Non si può fare a meno di una carbon tax globale per ridurre le emissioni inquinanti.
La proposta di tassare la CO2 in modo uniforme in tutto il mondo è tornata alla ribalta nell’ultimo rapporto del Fondo monetario internazionaleFiscal Monitor 2019 (allegato in basso), interamente dedicato agli strumenti fiscali volti a combattere il cambiamento climatico.
Tra le varie “armi” necessarie per diminuire le emissioni di gas a effetto serra, si legge nel documento, quelle più efficaci e potenti sono le tasse sul carbonio applicate ai combustibili fossili in proporzione al loro contenuto di CO2 (carbon content), perché spingono chi produce e utilizza l’energia a investire in tecnologie più pulite e a ridurre i consumi energetici complessivi.
A patto però che il costo della CO2 sia abbastanza elevato.
Secondo il Fondo monetario internazionale, per rimanere in linea con l’obiettivo fissato dagli accordi di Parigi – limitare sotto 2 gradi il surriscaldamento terrestre – si dovrebbe varare subito una carbon tax mondiale portandola rapidamente a 75 dollari per tonnellata di CO2 nel 2030.
Di recente, alcuni economisti hanno proposto una cura shock con una carbon tax da almeno 100 $/tonnellatavedi qui lo studio della National Academy of Science americana.
Altri esperti di finanza, invece, sono convinti che già una tassazione intorno a 40 $/tCO2 sarebbe molto difficile (per non dire impossibile) da attuare a livello internazionale perché andrebbe a sovvertire gli equilibri geopolitici e sociali.
Il rovescio della medaglia, tornando alle stime del Fondo monetario internazionale, è che in dieci anni si assisterebbe un aumento notevole dei prezzi medi dell’energia per i paesi del G20: ad esempio, +43% per l’elettricità e +13% per la benzina.
Più in dettaglio, con una tassa di 75 $/tCO2 in Italia il prezzo medio del gas naturale salirebbe del 50% al 2030 e quello dell’elettricità del 18%, mentre la benzina avrebbe un incremento più contenuto (+9%).

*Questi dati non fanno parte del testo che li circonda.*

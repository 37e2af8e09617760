//! ALU logical and comparison operations.
//!
//! Implements bitwise AND, OR, XOR and NOR, signed and unsigned set-less-than,
//! and the load-upper-immediate shift.

use crate::core::pipeline::signals::AluOp;

/// Executes a logical or comparison operation.
///
/// # Arguments
///
/// * `op` - The ALU operation (must be a logic or comparison variant).
/// * `a`  - First operand.
/// * `b`  - Second operand.
///
/// # Returns
///
/// The 32-bit result. Comparisons return `1` or `0`; non-logic opcodes return `0`.
pub const fn execute(op: AluOp, a: u32, b: u32) -> u32 {
    match op {
        AluOp::And => a & b,
        AluOp::Or => a | b,
        AluOp::Xor => a ^ b,
        AluOp::Nor => !(a | b),
        AluOp::Slt => ((a as i32) < (b as i32)) as u32,
        AluOp::Sltu => (a < b) as u32,
        AluOp::Lui => b << 16,
        _ => 0,
    }
}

D’altronde, lo scopo di una carbon tax è proprio questo: rendere poco conveniente l’impiego di fonti energetiche con elevato contenuto di CO2 e favorire il passaggio alle alternative più “verdi”.
Un punto fondamentale, quindi, raccomanda il Fondo monetario internazionale, è reinvestire i ricavi delle tasse sul carbonio – che potrebbero arrivare fino all’1,5% del Pil per i paesi del G20 – in misure per alleviare i disagi dei soggetti più immediatamente colpiti da una rivoluzione fiscale di così vasta portata (famiglie a basso reddito, pendolari, lavoratori delle industrie minerarie, eccetera).
In altre parole: è indispensabile collegare una carbon tax globale con una serie di politiche per tutelare le fasce più deboli della popolazione e del tessuto industriale dalla crescita dei costi energetici, attraverso una redistribuzione del gettito fiscale aggiuntivo – sotto forma di riduzione delle bollette ad esempio – oppure con un contemporaneo taglio di altre tasse.
Inoltre, si dovranno destinare più risorse agli investimenti in fonti rinnovabili, efficienza energetica, riqualificazione edilizia, trasporti elettrici e così via.
Anche un sistema per lo scambio delle quote di emissione, come l’ETS europeo (Emissions Trading Scheme) potrebbe funzionare con efficacia, si legge poi nel rapporto del Fondo monetario internazionale, ma solo se applicato a tutti i settori economici e con un prezzo sufficientemente alto della CO2.
Cosa che invece non è avvenuta negli anni passati sull’ETS europeo, a causa di un surplus invenduto/inutilizzato di quote che ha fatto crollare il costo della tonnellata di CO2 sul mercato.
Tra gli altri sistemi di carbon pricing citati dallo studio, ci sono quelli basati su schemi “feebates” (fees and rebates), cioè premi e penalità (tasse e sconti) sui prodotti energetici in base al loro livello di emissioni inquinanti, sopra/sotto una certa soglia “base” di riferimento.